[Material to process Boundary: Start]

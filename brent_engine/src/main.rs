/// main.rs — Analysis Entry Point
///
/// Runs the Brent oil price analysis:
///   1. Load config from .env (CLI flags override)
///   2. Load and sort the price CSV
///   3. Stationarity check, order search, ARIMA + GARCH forecasts
///   4. Evaluate, backtest, write chart JSON

use std::path::PathBuf;

use anyhow::{Context, Result};
use clap::Parser;
use tracing::info;
use tracing_subscriber::EnvFilter;

use brent_engine::config::AppConfig;
use brent_engine::run_pipeline;

#[derive(Parser)]
#[command(name = "analyze")]
#[command(about = "Brent oil price analysis: ADF, auto-ARIMA, GARCH(1,1), backtest")]
#[command(version)]
struct Args {
    /// Price CSV with Date and Price columns
    #[arg(short, long)]
    data: Option<PathBuf>,

    /// Forecast horizon in days
    #[arg(short = 'n', long)]
    horizon: Option<usize>,

    /// Directory for chart and report JSON
    #[arg(short, long)]
    out: Option<PathBuf>,
}

fn main() -> Result<()> {
    // ── Logging ──────────────────────────────────────────────────────────
    tracing_subscriber::fmt()
        .with_env_filter(
            EnvFilter::try_from_default_env()
                .unwrap_or_else(|_| EnvFilter::new("info")),
        )
        .init();

    let args = Args::parse();

    info!("╔══════════════════════════════════════════════╗");
    info!("║      BRENT ENGINE  —  ANALYSIS MODE          ║");
    info!("║  ADF + auto-ARIMA + GARCH(1,1) + Backtest    ║");
    info!("╚══════════════════════════════════════════════╝");

    // ── Config ───────────────────────────────────────────────────────────
    let mut cfg = AppConfig::from_env()?;
    if let Some(data) = args.data {
        cfg.data_path = data;
    }
    if let Some(horizon) = args.horizon {
        cfg.horizon = horizon;
    }
    if args.out.is_some() {
        cfg.output_dir = args.out;
    }
    cfg.validate()?;

    info!(
        "Config: data={} horizon={} alpha={} train_fraction={}",
        cfg.data_path.display(), cfg.horizon, cfg.stationarity_alpha, cfg.train_fraction
    );
    info!(
        "Search: max_p={} max_d={} max_q={}  GARCH: window={} out_of_sample={}",
        cfg.max_p, cfg.max_d, cfg.max_q, cfg.garch_window, cfg.garch_out_of_sample
    );

    // ── Run ──────────────────────────────────────────────────────────────
    let report = run_pipeline(&cfg)
        .with_context(|| format!("analysis of {} failed", cfg.data_path.display()))?;

    println!("\n{}", report);
    Ok(())
}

[Material to process Boundary: End]

→ What to work on
Reproduce the records above exactly.

→ Written solution
filename brent_engine/src/main.rs
/// main.rs — Analysis Entry Point
///
/// Runs the Brent oil price analysis:
///   1. Load config from .env (CLI flags override)
///   2. Load and sort the price CSV
///   3. Stationarity check, order search, ARIMA + GARCH forecasts
///   4. Evaluate, backtest, write chart JSON

use std::path::PathBuf;

use anyhow::{Context, Result};
use clap::Parser;
use tracing::info;
use tracing_subscriber::EnvFilter;

use brent_engine::config::AppConfig;
use brent_engine::run_pipeline;

#[derive(Parser)]
#[command(name = "analyze")]
#[command(about = "Brent oil price analysis: ADF, auto-ARIMA, GARCH(1,1), backtest")]
#[command(version)]
struct Args {
    /// Price CSV with Date and Price columns
    #[arg(short, long)]
    data: Option<PathBuf>,

    /// Forecast horizon in days
    #[arg(short = 'n', long)]
    horizon: Option<usize>,

    /// Directory for chart and report JSON
    #[arg(short, long)]
    out: Option<PathBuf>,
}

fn main() -> Result<()> {
    // ── Logging ──────────────────────────────────────────────────────────
    tracing_subscriber::fmt()
        .with_env_filter(
            EnvFilter::try_from_default_env()
                .unwrap_or_else(|_| EnvFilter::new("info")),
        )
        .init();

    let args = Args::parse();

    info!("╔══════════════════════════════════════════════╗");
    info!("║      BRENT ENGINE  —  ANALYSIS MODE          ║");
    info!("║  ADF + auto-ARIMA + GARCH(1,1) + Backtest    ║");
    info!("╚══════════════════════════════════════════════╝");

    // ── Config ───────────────────────────────────────────────────────────
    let mut cfg = AppConfig::from_env()?;
    if let Some(data) = args.data {
        cfg.data_path = data;
    }
    if let Some(horizon) = args.horizon {
        cfg.horizon = horizon;
    }
    if args.out.is_some() {
        cfg.output_dir = args.out;
    }
    cfg.validate()?;

    info!(
        "Config: data={} horizon={} alpha={} train_fraction={}",
        cfg.data_path.display(), cfg.horizon, cfg.stationarity_alpha, cfg.train_fraction
    );
    info!(
        "Search: max_p={} max_d={} max_q={}  GARCH: window={} out_of_sample={}",
        cfg.max_p, cfg.max_d, cfg.max_q, cfg.garch_window, cfg.garch_out_of_sample
    );

    // ── Run ──────────────────────────────────────────────────────────────
    let report = run_pipeline(&cfg)
        .with_context(|| format!("analysis of {} failed", cfg.data_path.display()))?;

    println!("\n{}", report);
    Ok(())
}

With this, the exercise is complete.